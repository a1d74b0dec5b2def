//! # Call Socket
//!
//! One WebSocket connection is one phone call. Callers connect to
//! `/llm-websocket` and exchange JSON text frames (see [`crate::protocol`]).
//!
//! ## Actor Model:
//! Each connection is an independent actix actor. Its mailbox handles two
//! streams in arrival order:
//! 1. **Inbound frames** from the socket, decoded and handed to the
//!    connection's [`TurnCoordinator`]
//! 2. **Outbound fragments** produced by relay tasks, written to the socket
//!    unless their turn was abandoned in the meantime
//!
//! Both run on the actor, so a newer turn accepted from an inbound frame is
//! always visible to the write check of every fragment handled after it.
//!
//! ## Lifecycle:
//! - **started**: outbound stream attached, heartbeat armed, call counted
//! - **stopped**: coordinator torn down (every relay cancelled), call uncounted

use crate::config::SessionConfig;
use crate::coordinator::{OutboundFragment, TurnCoordinator};
use crate::prompt::PromptAssembler;
use crate::protocol;
use crate::state::{AppMetrics, AppState};

use actix::prelude::*;
use actix_web::{web, HttpRequest, HttpResponse, Result as ActixResult};
use actix_web_actors::ws;
use std::sync::Arc;
use std::time::Instant;
use tokio::sync::mpsc;
use tokio_stream::wrappers::UnboundedReceiverStream;
use tracing::{debug, error, info, warn};
use uuid::Uuid;

pub struct CallSocket {
    /// Identifies this call in logs
    call_id: String,

    coordinator: TurnCoordinator,

    /// Taken once the actor starts and attached as a stream
    outbound: Option<mpsc::UnboundedReceiver<OutboundFragment>>,

    settings: SessionConfig,

    metrics: Arc<AppMetrics>,

    /// Last time the caller showed any sign of life
    last_heartbeat: Instant,
}

impl CallSocket {
    pub fn new(app_state: &AppState) -> Self {
        let call_id = Uuid::new_v4().to_string();
        let config = &app_state.config;
        let (tx, rx) = mpsc::unbounded_channel();

        let coordinator = TurnCoordinator::new(
            call_id.clone(),
            app_state.provider.clone(),
            PromptAssembler::from_config(&config.prompt),
            config.prompt.greeting.clone(),
            tx,
            app_state.metrics.clone(),
        );

        Self {
            call_id,
            coordinator,
            outbound: Some(rx),
            settings: config.session.clone(),
            metrics: app_state.metrics.clone(),
            last_heartbeat: Instant::now(),
        }
    }

    fn handle_text(&mut self, text: &str) {
        match protocol::decode(text) {
            Ok(event) => {
                // Relay tasks run detached; their outcome is logged and counted by the coordinator
                let _ = self.coordinator.handle(event);
            }
            Err(err) => {
                warn!(call_id = %self.call_id, error = %err, "Dropping undecodable frame");
            }
        }
    }

    fn start_heartbeat(&self, ctx: &mut ws::WebsocketContext<Self>) {
        let client_timeout = self.settings.client_timeout();

        ctx.run_interval(self.settings.heartbeat_interval(), move |act, ctx| {
            if Instant::now().duration_since(act.last_heartbeat) > client_timeout {
                warn!(call_id = %act.call_id, "Caller heartbeat timeout, closing connection");
                ctx.stop();
                return;
            }
            ctx.ping(b"");
        });
    }
}

impl Actor for CallSocket {
    type Context = ws::WebsocketContext<Self>;

    fn started(&mut self, ctx: &mut Self::Context) {
        info!(call_id = %self.call_id, "Call connection opened");
        self.metrics.call_started();

        if let Some(rx) = self.outbound.take() {
            ctx.add_stream(UnboundedReceiverStream::new(rx));
        }
        self.start_heartbeat(ctx);
    }

    fn stopped(&mut self, _ctx: &mut Self::Context) {
        self.coordinator.teardown();
        self.metrics.call_ended();
        info!(
            call_id = %self.call_id,
            last_stream_id = ?self.coordinator.current_stream_id(),
            "Call connection closed"
        );
    }
}

/// Inbound frames from the caller.
impl StreamHandler<Result<ws::Message, ws::ProtocolError>> for CallSocket {
    fn handle(&mut self, msg: Result<ws::Message, ws::ProtocolError>, ctx: &mut Self::Context) {
        match msg {
            Ok(ws::Message::Text(text)) => {
                self.last_heartbeat = Instant::now();
                self.handle_text(&text);
            }
            Ok(ws::Message::Binary(data)) => {
                self.last_heartbeat = Instant::now();
                warn!(call_id = %self.call_id, bytes = data.len(), "Ignoring binary frame");
            }
            Ok(ws::Message::Ping(data)) => {
                self.last_heartbeat = Instant::now();
                ctx.pong(&data);
            }
            Ok(ws::Message::Pong(_)) => {
                self.last_heartbeat = Instant::now();
            }
            Ok(ws::Message::Close(reason)) => {
                info!(call_id = %self.call_id, reason = ?reason, "Caller closed the socket");
                ctx.close(reason);
                ctx.stop();
            }
            Ok(ws::Message::Continuation(_)) => {
                warn!(call_id = %self.call_id, "Ignoring continuation frame");
            }
            Ok(ws::Message::Nop) => {}
            Err(err) => {
                error!(call_id = %self.call_id, error = %err, "WebSocket protocol error");
                ctx.stop();
            }
        }
    }
}

/// Fragments produced by relay tasks.
impl StreamHandler<OutboundFragment> for CallSocket {
    fn handle(&mut self, fragment: OutboundFragment, ctx: &mut Self::Context) {
        if fragment.is_abandoned() {
            debug!(
                call_id = %self.call_id,
                stream_id = fragment.response.stream_id,
                "Dropping fragment of abandoned turn"
            );
            return;
        }
        ctx.text(protocol::encode(&fragment.response));
    }

    fn finished(&mut self, _ctx: &mut Self::Context) {
        // The coordinator holds the sender, so this only happens while stopping
    }
}

/// WebSocket endpoint handler.
///
/// Upgrades the HTTP request; everything after that is handled by [`CallSocket`].
pub async fn call_websocket(
    req: HttpRequest,
    stream: web::Payload,
    app_state: web::Data<AppState>,
) -> ActixResult<HttpResponse> {
    debug!(peer = ?req.connection_info().peer_addr(), "Call connection request");
    ws::start(CallSocket::new(&app_state), &req, stream)
}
================================
Work to complete: The records above, in their entirety, need to be set down again exactly.

Response to the exercise:
repository a1d74b0dec5b2def
//! # Call Socket
//!
//! One WebSocket connection is one phone call. Callers connect to
//! `/llm-websocket` and exchange JSON text frames (see [`crate::protocol`]).
//!
//! ## Actor Model:
//! Each connection is an independent actix actor. Its mailbox handles two
//! streams in arrival order:
//! 1. **Inbound frames** from the socket, decoded and handed to the
//!    connection's [`TurnCoordinator`]
//! 2. **Outbound fragments** produced by relay tasks, written to the socket
//!    unless their turn was abandoned in the meantime
//!
//! Both run on the actor, so a newer turn accepted from an inbound frame is
//! always visible to the write check of every fragment handled after it.
//!
//! ## Lifecycle:
//! - **started**: outbound stream attached, heartbeat armed, call counted
//! - **stopped**: coordinator torn down (every relay cancelled), call uncounted

use crate::config::SessionConfig;
use crate::coordinator::{OutboundFragment, TurnCoordinator};
use crate::prompt::PromptAssembler;
use crate::protocol;
use crate::state::{AppMetrics, AppState};

use actix::prelude::*;
use actix_web::{web, HttpRequest, HttpResponse, Result as ActixResult};
use actix_web_actors::ws;
use std::sync::Arc;
use std::time::Instant;
use tokio::sync::mpsc;
use tokio_stream::wrappers::UnboundedReceiverStream;
use tracing::{debug, error, info, warn};
use uuid::Uuid;

pub struct CallSocket {
    /// Identifies this call in logs
    call_id: String,

    coordinator: TurnCoordinator,

    /// Taken once the actor starts and attached as a stream
    outbound: Option<mpsc::UnboundedReceiver<OutboundFragment>>,

    settings: SessionConfig,

    metrics: Arc<AppMetrics>,

    /// Last time the caller showed any sign of life
    last_heartbeat: Instant,
}

impl CallSocket {
    pub fn new(app_state: &AppState) -> Self {
        let call_id = Uuid::new_v4().to_string();
        let config = &app_state.config;
        let (tx, rx) = mpsc::unbounded_channel();

        let coordinator = TurnCoordinator::new(
            call_id.clone(),
            app_state.provider.clone(),
            PromptAssembler::from_config(&config.prompt),
            config.prompt.greeting.clone(),
            tx,
            app_state.metrics.clone(),
        );

        Self {
            call_id,
            coordinator,
            outbound: Some(rx),
            settings: config.session.clone(),
            metrics: app_state.metrics.clone(),
            last_heartbeat: Instant::now(),
        }
    }

    fn handle_text(&mut self, text: &str) {
        match protocol::decode(text) {
            Ok(event) => {
                // Relay tasks run detached; their outcome is logged and counted by the coordinator
                let _ = self.coordinator.handle(event);
            }
            Err(err) => {
                warn!(call_id = %self.call_id, error = %err, "Dropping undecodable frame");
            }
        }
    }

    fn start_heartbeat(&self, ctx: &mut ws::WebsocketContext<Self>) {
        let client_timeout = self.settings.client_timeout();

        ctx.run_interval(self.settings.heartbeat_interval(), move |act, ctx| {
            if Instant::now().duration_since(act.last_heartbeat) > client_timeout {
                warn!(call_id = %act.call_id, "Caller heartbeat timeout, closing connection");
                ctx.stop();
                return;
            }
            ctx.ping(b"");
        });
    }
}

impl Actor for CallSocket {
    type Context = ws::WebsocketContext<Self>;

    fn started(&mut self, ctx: &mut Self::Context) {
        info!(call_id = %self.call_id, "Call connection opened");
        self.metrics.call_started();

        if let Some(rx) = self.outbound.take() {
            ctx.add_stream(UnboundedReceiverStream::new(rx));
        }
        self.start_heartbeat(ctx);
    }

    fn stopped(&mut self, _ctx: &mut Self::Context) {
        self.coordinator.teardown();
        self.metrics.call_ended();
        info!(
            call_id = %self.call_id,
            last_stream_id = ?self.coordinator.current_stream_id(),
            "Call connection closed"
        );
    }
}

/// Inbound frames from the caller.
impl StreamHandler<Result<ws::Message, ws::ProtocolError>> for CallSocket {
    fn handle(&mut self, msg: Result<ws::Message, ws::ProtocolError>, ctx: &mut Self::Context) {
        match msg {
            Ok(ws::Message::Text(text)) => {
                self.last_heartbeat = Instant::now();
                self.handle_text(&text);
            }
            Ok(ws::Message::Binary(data)) => {
                self.last_heartbeat = Instant::now();
                warn!(call_id = %self.call_id, bytes = data.len(), "Ignoring binary frame");
            }
            Ok(ws::Message::Ping(data)) => {
                self.last_heartbeat = Instant::now();
                ctx.pong(&data);
            }
            Ok(ws::Message::Pong(_)) => {
                self.last_heartbeat = Instant::now();
            }
            Ok(ws::Message::Close(reason)) => {
                info!(call_id = %self.call_id, reason = ?reason, "Caller closed the socket");
                ctx.close(reason);
                ctx.stop();
            }
            Ok(ws::Message::Continuation(_)) => {
                warn!(call_id = %self.call_id, "Ignoring continuation frame");
            }
            Ok(ws::Message::Nop) => {}
            Err(err) => {
                error!(call_id = %self.call_id, error = %err, "WebSocket protocol error");
                ctx.stop();
            }
        }
    }
}

/// Fragments produced by relay tasks.
impl StreamHandler<OutboundFragment> for CallSocket {
    fn handle(&mut self, fragment: OutboundFragment, ctx: &mut Self::Context) {
        if fragment.is_abandoned() {
            debug!(
                call_id = %self.call_id,
                stream_id = fragment.response.stream_id,
                "Dropping fragment of abandoned turn"
            );
            return;
        }
        ctx.text(protocol::encode(&fragment.response));
    }

    fn finished(&mut self, _ctx: &mut Self::Context) {
        // The coordinator holds the sender, so this only happens while stopping
    }
}

/// WebSocket endpoint handler.
///
/// Upgrades the HTTP request; everything after that is handled by [`CallSocket`].
pub async fn call_websocket(
    req: HttpRequest,
    stream: web::Payload,
    app_state: web::Data<AppState>,
) -> ActixResult<HttpResponse> {
    debug!(peer = ?req.connection_info().peer_addr(), "Call connection request");
    ws::start(CallSocket::new(&app_state), &req, stream)
}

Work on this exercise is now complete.